◆ **WORK ORDER**
Reproduce all of the data exactly.

[RECORDS PROVIDED]

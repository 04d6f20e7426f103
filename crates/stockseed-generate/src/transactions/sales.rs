use std::collections::HashMap;

use chrono::Duration;
use rand::Rng;
use rand::seq::IndexedRandom;
use tracing::{debug, info};

use stockseed_core::{DeliveryType, STATUS_COMPLETED, SaleItem, SalePayload, StockKey};

use super::{AllocationBatch, TransactionOptions};
use crate::errors::GenerationError;
use crate::ledger::StockLedger;
use crate::rng::round_currency;

/// Days between a sale and its (predicted and actual) delivery.
pub const DELIVERY_LEAD_DAYS: i64 = 3;

/// Builds store checkouts without selling more than each store holds.
#[derive(Debug, Clone)]
pub struct SaleGenerator<'a> {
    clients: &'a [i64],
    prices: &'a HashMap<i64, f64>,
    excluded_store: Option<i64>,
    options: TransactionOptions,
}

impl<'a> SaleGenerator<'a> {
    /// `excluded_store` (the central warehouse) never sells directly.
    pub fn new(
        clients: &'a [i64],
        prices: &'a HashMap<i64, f64>,
        excluded_store: Option<i64>,
        options: TransactionOptions,
    ) -> Result<Self, GenerationError> {
        if clients.is_empty() {
            return Err(GenerationError::Precondition(
                "no clients found for sales".to_string(),
            ));
        }
        Ok(Self {
            clients,
            prices,
            excluded_store,
            options,
        })
    }

    /// Pools a sale may draw from: store-scoped, not the excluded store, and
    /// holding a product with a known price.
    pub fn is_sales_pool(&self, key: &StockKey) -> bool {
        key.store_id.is_some()
            && key.store_id != self.excluded_store
            && self.prices.contains_key(&key.product_id)
    }

    /// Up to `count` sales drawn from `ledger`, which is decremented in place.
    pub fn generate<R: Rng + ?Sized>(
        &self,
        ledger: &mut StockLedger,
        count: usize,
        rng: &mut R,
    ) -> Result<AllocationBatch<SalePayload>, GenerationError> {
        if ledger.donors_where(|key| self.is_sales_pool(key)).is_empty() {
            return Err(GenerationError::Precondition(
                "no store has priced stock available for sales".to_string(),
            ));
        }

        let mut records = Vec::with_capacity(count);
        let mut exhausted = false;

        for _ in 0..count {
            let stores = ledger.stores_with_donors(|key| self.is_sales_pool(key));
            let Some(store_id) = stores.choose(rng).copied().flatten() else {
                exhausted = true;
                break;
            };

            let donors: Vec<(StockKey, i64, f64)> = ledger
                .donors_where(|key| key.store_id == Some(store_id))
                .into_iter()
                .filter_map(|(key, available)| {
                    let price = self.prices.get(&key.product_id)?;
                    Some((key, available, *price))
                })
                .collect();
            let wanted = self.options.item_count(donors.len(), rng);
            let selected: Vec<(StockKey, i64, f64)> =
                donors.choose_multiple(rng, wanted).copied().collect();
            let sale_date = self.options.random_past(rng);

            let mut items = Vec::with_capacity(selected.len());
            for (key, available, unit_price) in selected {
                let quantity = rng.random_range(1..=available);
                ledger.allocate(&key, quantity)?;
                items.push(SaleItem {
                    product_id: key.product_id,
                    quantity,
                    unit_price,
                    total_price: round_currency(unit_price * quantity as f64),
                    removed_at: sale_date,
                });
            }

            let total_value = round_currency(items.iter().map(|item| item.total_price).sum());
            let delivery_type = if rng.random_bool(0.5) {
                DeliveryType::Pickup
            } else {
                DeliveryType::Delivery
            };
            let delivered_at = sale_date + Duration::days(DELIVERY_LEAD_DAYS);
            let client_id = self.clients[rng.random_range(0..self.clients.len())];

            debug!(store_id, client_id, items = items.len(), total_value, "sale built");
            records.push(SalePayload {
                client_id,
                store_id,
                sale_date,
                delivery_type,
                tracking_code: format!("TRK-{}", rng.random_range(100000..=999999)),
                status: STATUS_COMPLETED.to_string(),
                predicted_delivery: delivered_at,
                delivered_at,
                total_value,
                items,
            });
        }

        if exhausted {
            info!(
                requested = count,
                generated = records.len(),
                "store stock exhausted, stopping sales early"
            );
        }

        Ok(AllocationBatch { records, exhausted })
    }
}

[/RECORDS PROVIDED]

◆ **EXPECTED ANSWER**
repository 04d6f20e7426f103
filename crates/stockseed-generate/src/transactions/sales.rs
use std::collections::HashMap;

use chrono::Duration;
use rand::Rng;
use rand::seq::IndexedRandom;
use tracing::{debug, info};

use stockseed_core::{DeliveryType, STATUS_COMPLETED, SaleItem, SalePayload, StockKey};

use super::{AllocationBatch, TransactionOptions};
use crate::errors::GenerationError;
use crate::ledger::StockLedger;
use crate::rng::round_currency;

/// Days between a sale and its (predicted and actual) delivery.
pub const DELIVERY_LEAD_DAYS: i64 = 3;

/// Builds store checkouts without selling more than each store holds.
#[derive(Debug, Clone)]
pub struct SaleGenerator<'a> {
    clients: &'a [i64],
    prices: &'a HashMap<i64, f64>,
    excluded_store: Option<i64>,
    options: TransactionOptions,
}

impl<'a> SaleGenerator<'a> {
    /// `excluded_store` (the central warehouse) never sells directly.
    pub fn new(
        clients: &'a [i64],
        prices: &'a HashMap<i64, f64>,
        excluded_store: Option<i64>,
        options: TransactionOptions,
    ) -> Result<Self, GenerationError> {
        if clients.is_empty() {
            return Err(GenerationError::Precondition(
                "no clients found for sales".to_string(),
            ));
        }
        Ok(Self {
            clients,
            prices,
            excluded_store,
            options,
        })
    }

    /// Pools a sale may draw from: store-scoped, not the excluded store, and
    /// holding a product with a known price.
    pub fn is_sales_pool(&self, key: &StockKey) -> bool {
        key.store_id.is_some()
            && key.store_id != self.excluded_store
            && self.prices.contains_key(&key.product_id)
    }

    /// Up to `count` sales drawn from `ledger`, which is decremented in place.
    pub fn generate<R: Rng + ?Sized>(
        &self,
        ledger: &mut StockLedger,
        count: usize,
        rng: &mut R,
    ) -> Result<AllocationBatch<SalePayload>, GenerationError> {
        if ledger.donors_where(|key| self.is_sales_pool(key)).is_empty() {
            return Err(GenerationError::Precondition(
                "no store has priced stock available for sales".to_string(),
            ));
        }

        let mut records = Vec::with_capacity(count);
        let mut exhausted = false;

        for _ in 0..count {
            let stores = ledger.stores_with_donors(|key| self.is_sales_pool(key));
            let Some(store_id) = stores.choose(rng).copied().flatten() else {
                exhausted = true;
                break;
            };

            let donors: Vec<(StockKey, i64, f64)> = ledger
                .donors_where(|key| key.store_id == Some(store_id))
                .into_iter()
                .filter_map(|(key, available)| {
                    let price = self.prices.get(&key.product_id)?;
                    Some((key, available, *price))
                })
                .collect();
            let wanted = self.options.item_count(donors.len(), rng);
            let selected: Vec<(StockKey, i64, f64)> =
                donors.choose_multiple(rng, wanted).copied().collect();
            let sale_date = self.options.random_past(rng);

            let mut items = Vec::with_capacity(selected.len());
            for (key, available, unit_price) in selected {
                let quantity = rng.random_range(1..=available);
                ledger.allocate(&key, quantity)?;
                items.push(SaleItem {
                    product_id: key.product_id,
                    quantity,
                    unit_price,
                    total_price: round_currency(unit_price * quantity as f64),
                    removed_at: sale_date,
                });
            }

            let total_value = round_currency(items.iter().map(|item| item.total_price).sum());
            let delivery_type = if rng.random_bool(0.5) {
                DeliveryType::Pickup
            } else {
                DeliveryType::Delivery
            };
            let delivered_at = sale_date + Duration::days(DELIVERY_LEAD_DAYS);
            let client_id = self.clients[rng.random_range(0..self.clients.len())];

            debug!(store_id, client_id, items = items.len(), total_value, "sale built");
            records.push(SalePayload {
                client_id,
                store_id,
                sale_date,
                delivery_type,
                tracking_code: format!("TRK-{}", rng.random_range(100000..=999999)),
                status: STATUS_COMPLETED.to_string(),
                predicted_delivery: delivered_at,
                delivered_at,
                total_value,
                items,
            });
        }

        if exhausted {
            info!(
                requested = count,
                generated = records.len(),
                "store stock exhausted, stopping sales early"
            );
        }

        Ok(AllocationBatch { records, exhausted })
    }
}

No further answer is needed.